Un "contenuto improprio e violento", lo definiscono i giudici di Roma, che tratteggiano anche la volontà del boss di rimarcare la sua autorevolezza criminale. Era un attacco preciso perché si citava una pagina specifica del libro di Saviano: "Vorremmo conoscere dal signor Saviano da dove ha attinto le notizie riportate a pagina 211 del proprio romanzo". La notizia era l'attribuzione a Bidognetti dell'omicidio di Antonio Bardellino, un fatto che il boss aveva necessità di smentire per le dinamiche interne e gli equilibri del clan.
La strategia era demolire la credibilità dei giornalisti, denigrandoli, isolandoli e intimando il silenzio
Di questa vicenda resta la speranza che i giornalisti in Italia possano ancora essere difesi dalle istituzioni democratiche contro lo strapotere e la violenza della criminalità organizzata. Ma anche la consapevolezza che esiste in Italia un nodo oggettivo, ossia l'interesse della mafia a bloccare l'informazione in quanto considerata un pericolo verso gli associati e verso l'immagine che essi mandano all'esterno dell'organizzazione stessa. Il concetto è riassunto proprio nella sentenza Capacchione-Saviano: "La conclusione che si deve trarre ad avviso del tribunale è che oltre che alla rimessione Bidognetti era fortemente interessato (e lo è ancora) a rendere chiaro all’esterno che non poteva essere a lui pubblicamente attribuita la paternità dell’omicidio Bardellino e aveva interesse a che Saviano fosse, altrettanto pubblicamente, ‘messo a posto’ affinché non ne venisse scalfita la sua autorità e affinché il giornalista, o altri come lui, non prendesse nel futuro iniziative nei suoi confronti", si legge nelle motivazioni.
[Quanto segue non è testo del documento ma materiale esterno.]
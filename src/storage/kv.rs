use async_trait::async_trait;
use thiserror::Error;

#[derive(Error, Debug)]
pub enum StorageError {
    #[error("IO error: {0}")]
    Io(#[from] std::io::Error),

    #[error("Data directory not found")]
    DataDirNotFound,
}

pub type Result<T> = std::result::Result<T, StorageError>;

/// Flat string-keyed persistence boundary.
///
/// All managers read and write raw JSON strings through this trait and do
/// their own encoding. Backends only move bytes; they never interpret them.
#[async_trait]
pub trait KeyValueStorage: Send + Sync {
    /// Returns the stored value for `key`, or `None` if the key is absent.
    async fn get(&self, key: &str) -> Result<Option<String>>;

    /// Stores `value` under `key`, replacing any previous value.
    async fn set(&self, key: &str, value: &str) -> Result<()>;

    /// Deletes `key`. Removing an absent key is not an error.
    async fn remove(&self, key: &str) -> Result<()>;
}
I giudici scrivono ancora che: "In definitiva la sua strategia, che il suo difensore Santonastaso pedissequamente seguì, era quella di demolire la credibilità di Saviano, denigrandolo e additandolo come giornalista prezzolato e quindi di isolarlo e di intimargli il silenzio. Conclude questo tribunale che l’intervento di Santonastaso, nella parte in cui, in modo del tutto avulso dalla finalità dell’atto di rimessione, contiene minacce rivolte ai due giornalisti, fu quindi dettato dall’interesse di Bidognetti di bloccare la loro azione nei suoi confronti".